In [1]:
import numpy as np
import pandas as pd
import random
import os
import json

<h2>Functions</h2>

<h3>General Functions</h3>

In [2]:
# Check if a Value is Nan
# param x - Value to check
# return boolean - If it is a Nan
def is_nan(x):
    return (x is np.nan or x != x)

# Check All Values in List are Nan
# param x - List to check
# return boolean - If it is all Nan
def list_is_nan(x):
    for i in x:
        if not is_nan(i): return False
    return True

# Converts names to single string
# param names (list) - List of names in the format [['Mia', 'Brown'],[..]]
# return unique (list) - List of names in the format ['Mia Brown', ..]
def name_to_str(names):
    return [",".join(name).replace(",", " ") for name in names]
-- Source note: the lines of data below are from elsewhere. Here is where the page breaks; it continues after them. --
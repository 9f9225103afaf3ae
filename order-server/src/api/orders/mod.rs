//! Order API

pub mod handler;

use axum::routing::{get, post, put};
use axum::Router;

use crate::core::ServerState;

pub fn routes() -> Router<ServerState> {
    Router::new()
        .route("/api/orders", post(handler::create).get(handler::list))
        .route(
            "/api/orders/me",
            get(handler::get_own).delete(handler::delete_own),
        )
        .route("/api/orders/me/ticket", get(handler::get_ticket))
        .route("/api/orders/{id}", get(handler::get_by_id))
        .route("/api/orders/{id}/status", put(handler::update_status))
}
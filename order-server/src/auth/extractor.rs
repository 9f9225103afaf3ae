//! Actor Extractor
//!
//! Custom extractor for automatically validating JWT tokens and producing
//! the caller [`Actor`].

use axum::{extract::FromRequestParts, http::request::Parts};

use crate::auth::{Actor, JwtService};
use crate::core::{ServerError, ServerState};

impl FromRequestParts<ServerState> for Actor {
    type Rejection = ServerError;

    async fn from_request_parts(
        parts: &mut Parts,
        state: &ServerState,
    ) -> Result<Self, Self::Rejection> {
        // Check if already extracted (from middleware)
        if let Some(actor) = parts.extensions.get::<Actor>() {
            return Ok(actor.clone());
        }

        // Extract Authorization header
        let auth_header = parts
            .headers
            .get(http::header::AUTHORIZATION)
            .and_then(|h| h.to_str().ok());

        let token = match auth_header {
            Some(header) => JwtService::extract_from_header(header)
                .ok_or(ServerError::Unauthorized)?,
            None => {
                tracing::warn!(uri = ?parts.uri, "Missing authorization header");
                return Err(ServerError::Unauthorized);
            }
        };

        match state.jwt.validate_token(token) {
            Ok(claims) => {
                let actor = Actor::try_from(claims).map_err(|e| {
                    tracing::warn!(error = %e, "Malformed JWT claims");
                    ServerError::Unauthorized
                })?;

                // Store in extensions for potential reuse
                parts.extensions.insert(actor.clone());

                Ok(actor)
            }
            Err(e) => {
                tracing::warn!(error = %e, uri = ?parts.uri, "Token validation failed");
                Err(ServerError::Unauthorized)
            }
        }
    }
}
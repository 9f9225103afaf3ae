use axum::{
    Json,
    http::StatusCode,
    response::{IntoResponse, Response},
};
use serde::Serialize;
use thiserror::Error;

use crate::db::StorageError;

#[derive(Error, Debug)]
pub enum ServerError {
    #[error("resource not found: {0}")]
    NotFound(String),

    #[error("validation error: {0}")]
    Validation(String),

    #[error("unauthorized")]
    Unauthorized,

    #[error("forbidden")]
    Forbidden,

    #[error("conflict: {0}")]
    Conflict(String),

    #[error("internal server error")]
    Internal(#[from] anyhow::Error),
}

impl From<StorageError> for ServerError {
    fn from(err: StorageError) -> Self {
        ServerError::Internal(err.into())
    }
}

#[derive(Serialize)]
struct ErrorResponse {
    error: String,
    message: String,
}

impl IntoResponse for ServerError {
    fn into_response(self) -> Response {
        let (status, error_type, message) = match &self {
            ServerError::NotFound(msg) => (StatusCode::NOT_FOUND, "not_found", msg.clone()),
            ServerError::Validation(msg) => {
                (StatusCode::BAD_REQUEST, "validation_error", msg.clone())
            }
            ServerError::Unauthorized => {
                (StatusCode::UNAUTHORIZED, "unauthorized", self.to_string())
            }
            ServerError::Forbidden => (StatusCode::FORBIDDEN, "forbidden", self.to_string()),
            ServerError::Conflict(msg) => (StatusCode::CONFLICT, "conflict", msg.clone()),
            ServerError::Internal(err) => {
                // 记录内部错误但不暴露详细信息
                tracing::error!(error = ?err, "Internal server error");
                (
                    StatusCode::INTERNAL_SERVER_ERROR,
                    "internal_error",
                    "An internal error occurred".to_string(),
                )
            }
        };

        let body = ErrorResponse {
            error: error_type.to_string(),
            message,
        };

        (status, Json(body)).into_response()
    }
}

/// 处理器的 Result 类型别名
pub type Result<T> = std::result::Result<T, ServerError>;
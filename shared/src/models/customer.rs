//! Customer Model

use serde::{Deserialize, Serialize};
use uuid::Uuid;

/// Customer entity
///
/// Identity lives in the auth provider; this record only mirrors the id and
/// display name so carts and orders can reference a local row. Upserted from
/// the authenticated actor on first cart activity.
#[derive(Debug, Clone, Serialize, Deserialize)]
pub struct Customer {
    pub id: Uuid,
    pub name: String,
    pub created_at: i64,
}
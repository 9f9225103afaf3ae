/// 获取当前 UTC 时间戳（毫秒）
pub fn now_millis() -> i64 {
    chrono::Utc::now().timestamp_millis()
}

/// 分钟 → 毫秒
pub fn minutes_to_millis(minutes: u32) -> i64 {
    i64::from(minutes) * 60_000
}
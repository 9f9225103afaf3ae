//! Menu API Handlers

use axum::{
    Json,
    extract::{Path, State},
};
use uuid::Uuid;

use crate::auth::Actor;
use crate::core::{Result, ServerState};
use crate::menu::{MenuItemCreate, StockUpdate};
use shared::models::MenuItem;

/// POST /api/menu - 创建菜品 (manager|admin)
pub async fn create(
    State(state): State<ServerState>,
    actor: Actor,
    Json(payload): Json<MenuItemCreate>,
) -> Result<Json<MenuItem>> {
    let item = state.catalog().create_item(&actor, payload)?;
    Ok(Json(item))
}

/// GET /api/menu - 菜单列表
pub async fn list(
    State(state): State<ServerState>,
    _actor: Actor,
) -> Result<Json<Vec<MenuItem>>> {
    Ok(Json(state.catalog().list_items()?))
}

/// GET /api/menu/:id - 单个菜品
pub async fn get_by_id(
    State(state): State<ServerState>,
    _actor: Actor,
    Path(id): Path<Uuid>,
) -> Result<Json<MenuItem>> {
    Ok(Json(state.catalog().get_item(id)?))
}

/// PUT /api/menu/:id/stock - 调整库存计数 (manager|admin|chef)
pub async fn update_stock(
    State(state): State<ServerState>,
    actor: Actor,
    Path(id): Path<Uuid>,
    Json(payload): Json<StockUpdate>,
) -> Result<Json<MenuItem>> {
    Ok(Json(state.catalog().update_stock(&actor, id, payload)?))
}
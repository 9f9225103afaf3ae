use std::path::PathBuf;

use crate::auth::JwtConfig;

/// 服务器配置
///
/// # 环境变量
///
/// 所有配置项都可以通过环境变量覆盖：
///
/// | 环境变量 | 默认值 | 说明 |
/// |----------|--------|------|
/// | WORK_DIR | /var/lib/order-server | 工作目录 |
/// | HTTP_PORT | 3000 | HTTP 服务端口 |
/// | TICKET_POLL_INTERVAL_SECS | 300 | 延迟监控轮询间隔(秒) |
/// | ENVIRONMENT | development | 运行环境 |
///
/// # 示例
///
/// ```ignore
/// WORK_DIR=/data/orders HTTP_PORT=8080 cargo run
/// ```
#[derive(Debug, Clone)]
pub struct Config {
    /// 工作目录，存储数据库和日志文件
    pub work_dir: String,
    /// HTTP API 服务端口
    pub http_port: u16,
    /// 延迟监控轮询间隔（秒）
    ///
    /// 同时是收到工单消息后第一次检查前的宽限期：一张工单在首个
    /// 轮询间隔内永远不会被判定为延迟。
    pub ticket_poll_interval_secs: u64,
    /// JWT 认证配置
    pub jwt: JwtConfig,
    /// 运行环境: development | staging | production
    pub environment: String,
}

impl Config {
    /// 从环境变量加载配置
    ///
    /// 如果环境变量未设置，使用默认值
    pub fn from_env() -> Self {
        Self {
            work_dir: std::env::var("WORK_DIR")
                .unwrap_or_else(|_| "/var/lib/order-server".into()),
            http_port: std::env::var("HTTP_PORT")
                .ok()
                .and_then(|p| p.parse().ok())
                .unwrap_or(3000),
            ticket_poll_interval_secs: std::env::var("TICKET_POLL_INTERVAL_SECS")
                .ok()
                .and_then(|p| p.parse().ok())
                .unwrap_or(300),
            jwt: JwtConfig::default(),
            environment: std::env::var("ENVIRONMENT").unwrap_or_else(|_| "development".into()),
        }
    }

    /// 使用自定义值覆盖部分配置
    ///
    /// 常用于测试场景
    pub fn with_overrides(work_dir: impl Into<String>, http_port: u16) -> Self {
        let mut config = Self::from_env();
        config.work_dir = work_dir.into();
        config.http_port = http_port;
        config
    }

    /// 数据库文件路径 (work_dir/database/orders.redb)
    pub fn db_path(&self) -> PathBuf {
        PathBuf::from(&self.work_dir).join("database").join("orders.redb")
    }

    /// 日志目录 (work_dir/logs)
    pub fn log_dir(&self) -> PathBuf {
        PathBuf::from(&self.work_dir).join("logs")
    }

    /// 是否生产环境
    pub fn is_production(&self) -> bool {
        self.environment == "production"
    }

    /// 是否开发环境
    pub fn is_development(&self) -> bool {
        self.environment == "development"
    }
}

impl Default for Config {
    fn default() -> Self {
        Self::from_env()
    }
}
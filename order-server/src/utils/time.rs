//! 时钟抽象
//!
//! 延迟判定依赖壁钟时间。通过 [`Clock`] 注入时间来源，
//! 生产环境使用 [`SystemClock`]，测试使用 [`ManualClock`]。

use std::fmt;
use std::sync::atomic::{AtomicI64, Ordering};

/// 壁钟时间来源（Unix millis）
pub trait Clock: fmt::Debug + Send + Sync {
    fn now_millis(&self) -> i64;
}

/// 系统时钟
#[derive(Debug, Clone, Copy, Default)]
pub struct SystemClock;

impl Clock for SystemClock {
    fn now_millis(&self) -> i64 {
        shared::util::now_millis()
    }
}

/// 手动推进的时钟（测试用）
#[derive(Debug, Default)]
pub struct ManualClock {
    now: AtomicI64,
}

impl ManualClock {
    pub fn new(start_millis: i64) -> Self {
        Self {
            now: AtomicI64::new(start_millis),
        }
    }

    pub fn set(&self, millis: i64) {
        self.now.store(millis, Ordering::SeqCst);
    }

    pub fn advance_millis(&self, delta: i64) {
        self.now.fetch_add(delta, Ordering::SeqCst);
    }

    pub fn advance_minutes(&self, minutes: i64) {
        self.advance_millis(minutes * 60_000);
    }
}

impl Clock for ManualClock {
    fn now_millis(&self) -> i64 {
        self.now.load(Ordering::SeqCst)
    }
}

#[cfg(test)]
mod tests {
    use super::*;

    #[test]
    fn manual_clock_advances() {
        let clock = ManualClock::new(1_000);
        assert_eq!(clock.now_millis(), 1_000);

        clock.advance_minutes(5);
        assert_eq!(clock.now_millis(), 1_000 + 5 * 60_000);

        clock.set(42);
        assert_eq!(clock.now_millis(), 42);
    }
}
# Converts names to single string
# param names (list) - List of names in the format ['Mia Brown', ..]
# return names_list (list) - List of names in the format [['Mia', 'Brown'],[..]]
def str_name_to_list(names):
    for i in range(len(names)):
        full_name = names[i].split()
        names[i] = [full_name[0], full_name[len(full_name) - 1]]
    return names

<h3>Get Unique Values</h3>

In [3]:
# Get the Names of Employees in the HR Dataset
# param df (dataframe) - Dataframe with names
# param column (str) - Column can be 'Employee Name' or 'Manager Name'
# Returns names (list) - Array of names (['First', 'Last'])
def get_names(df, column='Employee Name'):
    names = [df[[column]].iloc[i][0] for i in range(df.shape[0] - 1)]
    for i in range(len(names)):
        try:
            full_name = names[i].split(',')
            first = full_name[1].strip().split()[0]
            last = full_name[0]
            names[i] = [first, last]
        except: pass
    return names

# Filter to list of unique names
# param names (list) - List of names in the format [['Mia', 'Brown'],[..]]
# param avoid (list) - List of names to avoid duplicates of
# return unique (list) - List of names in the format [['Mia', 'Brown'],[..]]
def filter_names_helper(names, avoid = []):
    unique = []
    first, last = [], []
    if(len(avoid) != 0):
        first = [n[0] for n in avoid]
        last = [n[1] for n in avoid]
    for name in names:
        if((name[0] not in first) and (name[1] not in last)):
            first.append(name[0])
            last.append(name[1])
            unique.append(name)
    return unique

# Filter to list of unique names that don't overlap with manager names
# param df (dataframe) - Dataframe with names 
# return unique (list) - List of names in the format [['Mia', 'Brown'],[..]]
def get_filtered_names(df):
    managers = str_name_to_list(get_uniq_str(df, "Manager Name"))
    managers = filter_names_helper(managers)
    survey_users = [['Mia','Brown'], ['Ivan','Rogers'], ['Julia','Soto'], ['Nan','Singh']]
    user_names = get_names(hr_data)
    user_names = filter_names_helper(user_names, avoid=survey_users)
    user_names = filter_names_helper(user_names, avoid=managers)
    user_names.extend(survey_users)
    return user_names

In [4]:
# Get the Unique Names of Employees in the HR Dataset
# param df (dataframe) - Dataframe with names
# return unique (list) - List of names in the format ['Mia Brown', ..]
def get_uniq_names(df):
    return filter_names(get_names(df))

# Get Unique String Values of a Dataframe Column
# param df (dataframe) - Source Dataframe
# param col_name (str) - Name of Column to get unique values'
# return uniq_arr (arr) - Array of Unique Values
def get_uniq_str(df, col_name):
    return [i.lower().strip() for i in df[col_name].unique()[:-1]]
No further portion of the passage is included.